I didn’t want him back, I knew he was a pathological liar and a narcissist, I knew he was not good for me and he would probably end up killing me but in one fell swoop he ripped the rug out from under me. He left me!!! after all I had put up with, after all the times I had forgiven him and taken him back against my better judgement and the judgement of others, because he had been so insistent that he had changed and loved me and now he was dumping ME? without a backwards glance?? and it didn’t matter how much I pleaded, or said I loved him, he could just walk away and not only that he was blaming me, calling me a psycho and saying he never loved me, I made his life hell for 10 years!! If life was such hell why did he beg me back so many times in that 10 years?  NOW, all of a sudden he saw the relationship as toxic and he wanted out??

Well, if that isn’t changing the tune he was dancing to I don’t know what is!! and now I was supposed to be happy for him that he had found true love and preferably melt into a puddle of shame in a corner somewhere and not ruin the good thing he had going.

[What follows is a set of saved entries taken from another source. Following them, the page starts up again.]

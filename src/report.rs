//! Failure reports: one record per failure with the command, what it
//! printed and where in the workflow it was raised.
use crate::command::{CommandResult, StepRecord};
use crate::util::truncate_string;
use std::fmt;
use std::panic::Location;

const EXCERPT_BYTES: usize = 4096;

#[derive(Debug, Clone)]
pub struct FailureReport {
    pub context: String,
    pub command: String,
    pub output: String,
    pub error: String,
    pub code: Option<i32>,
    pub location: &'static Location<'static>,
}

impl FailureReport {
    #[track_caller]
    pub fn command(context: &str, command: &str, result: &CommandResult) -> Self {
        Self {
            context: context.to_string(),
            command: command.to_string(),
            output: result.output.clone(),
            error: result.error.clone(),
            code: Some(result.code),
            location: Location::caller(),
        }
    }

    #[track_caller]
    pub fn step(context: &str, step: &StepRecord) -> Self {
        let mut report = Self::command(context, &step.command_text, &step.result);
        if let Some(extract_error) = &step.extract_error {
            report.error = extract_error.clone();
        }
        report
    }

    /// A failure with no command behind it (missing files, bad descriptors).
    #[track_caller]
    pub fn message(context: &str, detail: impl fmt::Display) -> Self {
        Self {
            context: context.to_string(),
            command: String::new(),
            output: String::new(),
            error: detail.to_string(),
            code: None,
            location: Location::caller(),
        }
    }

    /// A failure carried by an error value; the report keeps its whole
    /// `source()` chain.
    #[track_caller]
    pub fn error<E>(context: &str, err: E) -> Self
    where
        E: std::error::Error + Send + Sync + 'static,
    {
        Self::message(context, format!("{:#}", anyhow::Error::from(err)))
    }

    /// Write the report as one error event; the subscriber fans it out to
    /// the terminal and the log file.
    pub fn emit(&self) {
        tracing::error!(
            context = %self.context,
            command = %self.command,
            code = ?self.code,
            stdout = %truncate_string(self.output.trim(), EXCERPT_BYTES),
            stderr = %truncate_string(self.error.trim(), EXCERPT_BYTES),
            location = %format!("{}:{}", self.location.file(), self.location.line()),
            "failure"
        );
    }
}

impl fmt::Display for FailureReport {
    fn fmt(&self, f: &mut fmt::Formatter<'_>) -> fmt::Result {
        write!(
            f,
            "{} at {}:{}",
            self.context,
            self.location.file(),
            self.location.line()
        )?;
        if !self.command.is_empty() {
            write!(f, "\n  command: {}", self.command)?;
        }
        if let Some(code) = self.code {
            write!(f, "\n  code: {code}")?;
        }
        if !self.output.trim().is_empty() {
            write!(f, "\n  output: {}", self.output.trim())?;
        }
        if !self.error.trim().is_empty() {
            write!(f, "\n  error: {}", self.error.trim())?;
        }
        Ok(())
    }
}

#[cfg(test)]
mod tests {
    use super::*;

    #[test]
    fn report_records_caller_location() {
        let result = CommandResult {
            output: String::new(),
            error: "fatal: repository not found".to_string(),
            code: 128,
        };
        let report = FailureReport::command("prepare repository", "git clone x y", &result);
        assert!(report.location.file().ends_with("report.rs"));
        let text = report.to_string();
        assert!(text.contains("command: git clone x y"));
        assert!(text.contains("code: 128"));
        assert!(text.contains("repository not found"));
    }

    #[test]
    fn error_reports_carry_the_parse_cause() {
        let err = crate::config::EnvConfig::from_yaml(
            "env: [unclosed",
            std::path::Path::new("env.yaml"),
        )
        .unwrap_err();
        let report = FailureReport::error("load environment", err);
        assert!(report.error.starts_with("parse descriptor env.yaml: "), "{}", report.error);
        assert!(report.error.len() > "parse descriptor env.yaml: ".len());
        assert!(report.location.file().ends_with("report.rs"));
    }

    #[test]
    fn message_reports_have_no_command() {
        let report = FailureReport::message("locate subject", "missing /srv/repo/u.yaml");
        assert_eq!(report.code, None);
        assert!(!report.to_string().contains("command:"));
    }
}
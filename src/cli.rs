//! CLI argument parsing for the provisioning entry point.
use crate::policy::ExecutionPolicy;
use crate::workflow::Stage;
use clap::{Args, Parser, Subcommand};
use std::path::{Path, PathBuf};

/// Environment descriptor used when `--env-file` is not given.
pub const DEFAULT_ENV_FILE: &str = "./env-ec2-prod.yaml";

/// Root CLI entrypoint.
#[derive(Parser, Debug)]
#[command(
    name = "bops",
    version,
    about = "Request-driven identity provisioning",
    after_help = "Examples:\n  bops --print process-s3-file -k requests/ticket-42.txt\n  bops -x process-request --request ./ticket-42.txt -e ./env-ec2-prod.yaml\n  bops handle-event --event ./notification.json",
    subcommand_required = true,
    arg_required_else_help = true
)]
pub struct RootArgs {
    /// Print the commands that would run without executing anything
    #[arg(long, short = 'p', global = true, conflicts_with = "execute")]
    pub print: bool,

    /// Execute and print commands (default)
    #[arg(long, short = 'x', global = true)]
    pub execute: bool,

    /// Log everything, including batch listings and raw command output
    #[arg(long, short = 'd', global = true)]
    pub debug: bool,

    #[command(subcommand)]
    pub command: Command,
}

impl RootArgs {
    pub fn policy(&self) -> ExecutionPolicy {
        let base = if self.print {
            ExecutionPolicy::print_only()
        } else {
            ExecutionPolicy::execute()
        };
        ExecutionPolicy {
            verbose: self.debug,
            ..base
        }
    }
}

#[derive(Subcommand, Debug)]
pub enum Command {
    ProcessS3File(ProcessS3FileArgs),
    ProcessRequest(ProcessRequestArgs),
    HandleEvent(HandleEventArgs),
}

impl Command {
    pub fn env_file(&self) -> &Path {
        match self {
            Command::ProcessS3File(args) => &args.common.env_file,
            Command::ProcessRequest(args) => &args.common.env_file,
            Command::HandleEvent(args) => &args.env_file,
        }
    }
}

/// Options shared by the workflow subcommands.
#[derive(Args, Debug)]
pub struct WorkflowArgs {
    /// Environment descriptor (YAML)
    #[arg(long, short = 'e', value_name = "PATH", default_value = DEFAULT_ENV_FILE)]
    pub env_file: PathBuf,

    /// Skip a workflow stage; repeatable
    #[arg(long, value_enum, value_name = "STAGE")]
    pub skip: Vec<Stage>,
}

#[derive(Parser, Debug)]
#[command(about = "Fetch a dropped request from object storage and provision its subject")]
pub struct ProcessS3FileArgs {
    /// Object key of the request in the drop bucket
    #[arg(long, short = 'k', value_name = "KEY")]
    pub s3_key: String,

    #[command(flatten)]
    pub common: WorkflowArgs,
}

#[derive(Parser, Debug)]
#[command(about = "Provision the subject of a request file already on disk")]
pub struct ProcessRequestArgs {
    /// Request descriptor (`key: value` text)
    #[arg(long, value_name = "PATH")]
    pub request: PathBuf,

    #[command(flatten)]
    pub common: WorkflowArgs,
}

#[derive(Parser, Debug)]
#[command(about = "Handle an object-storage notification by dispatching a remote job")]
pub struct HandleEventArgs {
    /// Notification JSON
    #[arg(long, value_name = "PATH")]
    pub event: PathBuf,

    /// Environment descriptor (YAML)
    #[arg(long, short = 'e', value_name = "PATH", default_value = DEFAULT_ENV_FILE)]
    pub env_file: PathBuf,
}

I think a lot of the hurt we feel and the reason we have such a hard time with no contact is we got used to things being a certain way, as dysfunctional as things were, it was the way “we were”, we were so in tune to his wants, needs and desires, so intent on following his lead, we forgot how to dance with anyone else. We had a false sense of security thinking no other woman would put up with him the way we did, he may be an asshole but he was our asshole and we always had the hope he would go back to the guy we first fell in love with.

The thing is; even if by some miracle he changed, the relationship between you and him never would. There is too much water under the bridge, too many lies, too much hurt to repair it now. You could never trust him, or he would have to work damn hard to earn your trust back.

Victims have a hard time accepting reality, no matter how much it hurts, it is done, let it go. Have you ever tried to lead a man when you are dancing? It never works very well. I had a guy tell me once that dancing was an indication of how well two people related with each other. I don’t know if that is true, I couldn’t follow him to save my life and I kept trying to lead. We didn’t last long, but he thanked me for making him aware of how much he loved his ex. Oh yeah I had a good cry over that but I got over it by the next weekend. And then you have my ex husband who was an excellent dancer and could dance with any women, but then come to think of it he screwed any woman too. So maybe there is something to that theory, James hated to dance and for someone who played guitar, had a horrible beat. And again the theory maybe right, he hated to dance, he refused to dance, much like he refused to participate in a relationship and when he did try he was off beat. Hmmmm.

dance with devil

I don’t have a clue how this couple gets along, (they are a couple) but you have to admit they are beautiful to watch and they have to be in tune with each other to do it. A relationship with a narcissist is much like this couple dancing. He takes you to great heights, you have never felt more sexual, never trusted any man like you trust him, you believe in him and that he will always be there to catch you. Only difference is when a narcissist throws you up in the high he spots another woman in the audience and walks off stage and instead of being caught, you land face first and he blames you because you took too long to come back down or whatever.